На школьной парковке наступал момент осознания: неужели меня сейчас выволокут из машины, позоря перед безжалостными одноклассниками? Школа внушала страх, но позора я боялся не меньше. Вытерев слезы, я выходил из машины и, как на эшафот, шел в класс. Тревога моя была совершенно беспочвенной, бояться мне, по сути, было нечего. И тем не менее любой, кому доводилось пережить муки острой патологической тревожности, знает, что я не преувеличиваю: на плаху я шел бы именно с такими же чувствами.
Оглушенный отчаянием, смаргивая слезы, усмиряя бурление в животе, я истуканом сидел за партой, стараясь не унизить себя рыданиями[121].
К январю фобии и боязнь разлуки захлестнули меня настолько, что я начал сторониться друзей, а они меня. Я почти не общался со сверстниками. Обычные для мальчишек упражнения в остроумии стали напрягать настолько, что за обедом я предпочитал отсиживаться молча рядом с учителем. В результате в первый же день после каникул я услышал, как учительница испанского в красках рассказывала учительнице французского о том, как ее «полоскало» после обеда с друзьями на Манхэттене[122].
Для первого дня после каникул это было слишком. Я ушел с уроков, поехал домой и там слетел с катушек.
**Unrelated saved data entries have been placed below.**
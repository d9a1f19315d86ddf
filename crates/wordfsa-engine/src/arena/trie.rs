//! Stepping through the live trie.
//!
//! A reduction state is an irreducible node: the longest suffix of the text
//! read so far that the trie spells. Reading a letter follows the child slot
//! when there is one and otherwise falls back along suffix links, the way an
//! Aho–Corasick automaton does. Suffix links are computed on demand and
//! cached together with the arena epoch; any change that can invalidate a
//! link (a new rule, a node leaving the trie) bumps the epoch.
//!
//! A child that the trie still marks irreducible may already be reducible
//! because a newer rule matches one of its suffixes. Validating the child's
//! suffix link finds that rule: the node is reported as stale and the step
//! yields the rule.

use wordfsa_core::{Gen, ReduceFlags, Rewriter, Step, Word, WordError, reduce_with};

use super::node::{NodeBody, SuffixLink};
use super::{NodeArena, NodeId};
use crate::error::InternalError;

impl NodeArena {
    /// Read letter `g` in reduction state `state`.
    pub fn transition(&mut self, state: NodeId, g: Gen) -> Step<NodeId, NodeId> {
        if let Some(child) = self.child(state, g) {
            match self.node(child).body {
                NodeBody::Equation(_) => return Step::Rule(child),
                NodeBody::Irreducible(_) => {
                    return match self.suffix_link(child) {
                        Step::State(_) => Step::State(child),
                        Step::Rule(rule) => {
                            self.stale.push(child);
                            Step::Rule(rule)
                        }
                    };
                }
                NodeBody::Removed | NodeBody::Free { .. } => {
                    self.fault(InternalError::new(
                        "transition",
                        format!("{child} is in a child slot but not in the trie"),
                    ));
                    return Step::State(NodeId::ROOT);
                }
            }
        }

        if state == NodeId::ROOT {
            return Step::State(NodeId::ROOT);
        }
        match self.suffix_link(state) {
            Step::State(fallback) => self.transition(fallback, g),
            Step::Rule(_) => {
                self.fault(InternalError::new(
                    "transition",
                    format!("stepped from {state}, which is reducible"),
                ));
                Step::State(NodeId::ROOT)
            }
        }
    }

    /// Step from the longest proper suffix of `id`'s word: the state reached
    /// by that suffix, or the rule matching it.
    pub(crate) fn suffix_link(&mut self, id: NodeId) -> Step<NodeId, NodeId> {
        let epoch = self.epoch;
        if let NodeBody::Irreducible(irr) = &self.node(id).body
            && let Some(link) = irr.suffix
            && link.epoch == epoch
        {
            return link.step;
        }

        let node = self.node(id);
        let (prefix, g) = (node.prefix, node.last);
        let step = match prefix {
            None | Some(NodeId::ROOT) => Step::State(NodeId::ROOT),
            Some(parent) => match self.suffix_link(parent) {
                Step::State(fallback) => self.transition(fallback, g),
                Step::Rule(rule) => {
                    self.fault(InternalError::new(
                        "suffix_link",
                        format!("{id} hangs below reducible {parent}"),
                    ));
                    Step::Rule(rule)
                }
            },
        };

        // The epoch cannot move while stepping, so the link is still current.
        if let Some(irr) = self.irreducible_mut(id) {
            irr.suffix = Some(SuffixLink { step, epoch });
        }
        step
    }

    /// Reduce `word` in place with the live rules.
    pub fn reduce(&mut self, word: &mut Word, flags: ReduceFlags) -> Result<bool, WordError> {
        self.alphabet().check_word(word)?;
        let max = self.max_word_length();
        reduce_with(self, word, flags, max)
    }

    /// Reduced copy of `word`.
    pub fn reduced(&mut self, word: &[Gen]) -> Result<Word, WordError> {
        let mut out = word.to_vec();
        self.reduce(&mut out, ReduceFlags::NONE)?;
        Ok(out)
    }

    /// Whether some live rule applies to `word`.
    pub fn is_reducible(&mut self, word: &[Gen]) -> Result<bool, WordError> {
        let mut copy = word.to_vec();
        self.reduce(&mut copy, ReduceFlags::CHECK_ONLY)
    }

    /// Whether equation `eq` is minimal: no other rule matches a proper
    /// subword of its left-hand side.
    pub fn is_minimal(&mut self, eq: NodeId) -> bool {
        self.is_equation(eq) && self.subword_rule(eq).is_none()
    }

    /// The left-hand side of `eq` with one rule other than `eq` applied to a
    /// proper subword, or `None` when `eq` is minimal.
    pub fn rewrite_below(&mut self, eq: NodeId) -> Option<Word> {
        let (rule, end) = self.subword_rule(eq)?;
        let lhs = self.word(eq);
        let start = end - self.node(rule).len();
        let mut out = lhs[..start].to_vec();
        out.extend(self.rhs_word(rule));
        out.extend_from_slice(&lhs[end..]);
        Some(out)
    }

    /// First rule matching a proper subword of `eq`'s left-hand side, with
    /// the position just past the match.
    fn subword_rule(&mut self, eq: NodeId) -> Option<(NodeId, usize)> {
        if !self.is_equation(eq) {
            return None;
        }
        let lhs = self.word(eq);
        let (&last, prefix) = lhs.split_last()?;

        let mut state = NodeId::ROOT;
        for (at, &g) in prefix.iter().enumerate() {
            match self.transition(state, g) {
                Step::State(next) => state = next,
                Step::Rule(rule) => return Some((rule, at + 1)),
            }
        }
        if prefix.is_empty() {
            return None;
        }
        // The longest proper suffix of `lhs`. The child slot of `state`
        // holds `eq` itself, so step from the fallback.
        let fallback = match self.suffix_link(state) {
            Step::State(fallback) => fallback,
            Step::Rule(rule) => return Some((rule, prefix.len())),
        };
        match self.transition(fallback, last) {
            Step::State(_) => None,
            Step::Rule(rule) => Some((rule, lhs.len())),
        }
    }
}

impl Rewriter for NodeArena {
    type State = NodeId;
    type Rule = NodeId;

    fn initial(&self) -> NodeId {
        NodeId::ROOT
    }

    #[inline]
    fn step(&mut self, state: NodeId, g: Gen) -> Step<NodeId, NodeId> {
        self.transition(state, g)
    }

    fn lhs_len(&self, rule: NodeId) -> usize {
        self.node(rule).len()
    }

    fn rhs_into(&mut self, rule: NodeId, out: &mut Word) {
        let rhs = self.chase(rule);
        *out = self.word(rhs);
    }
}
Отдельные оставшиеся в памяти кадры того вечера: я раскидываю вещи по дому, колошматя все, что попадается под руку, а отец пытается скрутить меня и утихомирить. Я валяюсь на полу, лупя по нему кулаком, и воплю, брызгая слюной, что я боюсь, я так больше не могу, я хочу умереть. Отец звонит доктору Л., спрашивает, не отвезти ли меня в больницу (упоминаются смирительные рубашки и «скорая»), потом идет в соседнюю аптеку и возвращается с экстренной дозой валиума (легкий транквилизатор класса бензодиазепинов, подробнее о нем чуть ниже) и жидким торазином (который тогда считался сильным транквилизатором, а сейчас классифицируется как нейролептик).
Торазин был отвратителен на вкус. Но мне отчаянно хотелось избавиться от кошмара, поэтому я запивал его апельсиновым соком и следующие полтора года принимал без перерывов. В придачу к торазину мне на той же неделе назначили имипрамин – трициклический антидепрессант, господствовавший до появления в конце 1980‑х гг. прозака[123].
Каждый день в течение следующих двух лет мама выкладывала за завтраком и ужином на край моей тарелки одну большую оранжевую таблетку торазина и несколько зелено-голубых таблеток имипрамина. Лекарства позволяли обойтись без госпитализации в психиатрическую лечебницу, но не без побочных эффектов: торазин затормаживал и вызывал обезвоживание, я ходил с пересохшим ртом, не испытывал почти никаких эмоций, и у меня дергались пальцы (типичный для торазина побочный эффект поздней дискинезии). Годом раньше, до того как я начал принимать торазин и имипрамин, меня отобрали в футбольную команду. Увидев меня следующей осенью в торазиновом ступоре, тренеры не знали, что и думать. Что случилось с коротышкой, который от избытка энергии выписывал петли вокруг других игроков? Теперь тот же самый коротышка еле волочил ноги, быстро выдыхался и то и дело облизывал пересохшие, покрытые липким белым налетом губы.